**Action item**
Produce an exact copy of the first line of the data below and each line after it, please, up to and including the one with "effects are entirely".

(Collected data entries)
.....
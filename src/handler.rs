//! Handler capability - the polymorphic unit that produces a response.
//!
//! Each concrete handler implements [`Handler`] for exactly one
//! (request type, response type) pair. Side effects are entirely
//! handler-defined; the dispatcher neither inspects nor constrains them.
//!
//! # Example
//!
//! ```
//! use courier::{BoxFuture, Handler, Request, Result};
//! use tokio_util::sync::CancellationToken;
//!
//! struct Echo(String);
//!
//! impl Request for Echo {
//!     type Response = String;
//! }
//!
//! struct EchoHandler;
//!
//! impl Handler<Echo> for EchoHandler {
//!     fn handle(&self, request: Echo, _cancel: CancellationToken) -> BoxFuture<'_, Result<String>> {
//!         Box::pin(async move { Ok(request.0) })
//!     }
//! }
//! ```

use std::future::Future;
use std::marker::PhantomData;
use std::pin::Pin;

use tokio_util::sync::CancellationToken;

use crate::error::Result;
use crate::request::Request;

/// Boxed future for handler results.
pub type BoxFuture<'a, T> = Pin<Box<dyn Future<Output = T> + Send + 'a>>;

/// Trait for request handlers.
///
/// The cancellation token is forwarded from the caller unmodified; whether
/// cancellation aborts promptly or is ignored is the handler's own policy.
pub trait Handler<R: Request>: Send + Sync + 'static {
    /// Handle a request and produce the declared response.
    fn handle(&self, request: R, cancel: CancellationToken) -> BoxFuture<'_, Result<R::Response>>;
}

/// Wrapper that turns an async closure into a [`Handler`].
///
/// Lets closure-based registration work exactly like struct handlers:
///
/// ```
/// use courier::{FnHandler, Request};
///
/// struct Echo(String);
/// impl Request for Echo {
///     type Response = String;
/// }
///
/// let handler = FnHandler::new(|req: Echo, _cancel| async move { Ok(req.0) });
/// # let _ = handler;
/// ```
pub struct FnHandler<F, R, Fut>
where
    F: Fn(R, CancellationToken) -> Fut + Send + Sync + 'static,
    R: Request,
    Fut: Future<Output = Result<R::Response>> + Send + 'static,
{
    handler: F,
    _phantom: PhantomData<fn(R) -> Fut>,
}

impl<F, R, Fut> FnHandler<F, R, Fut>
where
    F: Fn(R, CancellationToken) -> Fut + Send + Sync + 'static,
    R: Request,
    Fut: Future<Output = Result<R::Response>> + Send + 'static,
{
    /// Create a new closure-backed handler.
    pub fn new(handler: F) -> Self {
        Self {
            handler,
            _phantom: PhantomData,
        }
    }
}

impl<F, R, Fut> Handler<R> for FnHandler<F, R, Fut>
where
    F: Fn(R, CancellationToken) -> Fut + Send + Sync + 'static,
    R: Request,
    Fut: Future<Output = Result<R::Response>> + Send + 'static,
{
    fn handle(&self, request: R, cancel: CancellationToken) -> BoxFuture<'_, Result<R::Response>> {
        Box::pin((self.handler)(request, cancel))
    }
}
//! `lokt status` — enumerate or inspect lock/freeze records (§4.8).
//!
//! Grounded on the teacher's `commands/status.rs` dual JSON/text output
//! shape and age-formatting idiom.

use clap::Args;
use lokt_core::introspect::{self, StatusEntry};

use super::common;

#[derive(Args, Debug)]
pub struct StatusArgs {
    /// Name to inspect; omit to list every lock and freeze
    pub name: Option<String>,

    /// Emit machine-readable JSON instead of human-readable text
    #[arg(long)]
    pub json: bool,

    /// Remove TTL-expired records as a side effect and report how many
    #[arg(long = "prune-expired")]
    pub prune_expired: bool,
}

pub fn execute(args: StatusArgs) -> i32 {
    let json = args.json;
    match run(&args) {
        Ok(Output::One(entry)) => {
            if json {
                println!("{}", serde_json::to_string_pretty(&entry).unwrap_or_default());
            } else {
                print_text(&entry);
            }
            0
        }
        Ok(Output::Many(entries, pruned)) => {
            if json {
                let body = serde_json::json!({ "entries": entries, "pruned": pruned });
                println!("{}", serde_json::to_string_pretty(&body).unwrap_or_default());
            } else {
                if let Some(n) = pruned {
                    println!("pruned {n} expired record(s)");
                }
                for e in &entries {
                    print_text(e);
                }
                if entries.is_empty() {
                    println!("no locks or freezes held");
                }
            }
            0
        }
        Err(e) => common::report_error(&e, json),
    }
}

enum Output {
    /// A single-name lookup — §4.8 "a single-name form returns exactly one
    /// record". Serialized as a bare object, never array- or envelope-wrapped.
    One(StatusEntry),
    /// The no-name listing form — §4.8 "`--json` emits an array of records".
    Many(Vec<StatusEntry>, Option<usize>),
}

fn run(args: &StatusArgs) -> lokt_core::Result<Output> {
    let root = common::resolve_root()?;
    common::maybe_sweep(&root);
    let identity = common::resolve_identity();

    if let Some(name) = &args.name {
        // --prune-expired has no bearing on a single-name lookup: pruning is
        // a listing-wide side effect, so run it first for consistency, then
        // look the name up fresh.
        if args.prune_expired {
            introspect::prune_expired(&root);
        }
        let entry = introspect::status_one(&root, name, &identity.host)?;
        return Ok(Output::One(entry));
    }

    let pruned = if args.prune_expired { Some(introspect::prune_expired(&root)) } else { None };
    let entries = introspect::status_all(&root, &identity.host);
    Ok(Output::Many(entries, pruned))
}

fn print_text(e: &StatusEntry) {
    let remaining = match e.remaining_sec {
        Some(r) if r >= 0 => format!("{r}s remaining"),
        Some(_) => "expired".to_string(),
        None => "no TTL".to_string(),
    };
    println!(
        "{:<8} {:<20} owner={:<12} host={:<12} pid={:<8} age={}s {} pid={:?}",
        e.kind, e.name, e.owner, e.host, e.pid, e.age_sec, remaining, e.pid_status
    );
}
.....
**Task output**
filename src/handler.rs
//! Handler capability - the polymorphic unit that produces a response.
//!
//! Each concrete handler implements [`Handler`] for exactly one
//! (request type, response type) pair. Side effects are entirely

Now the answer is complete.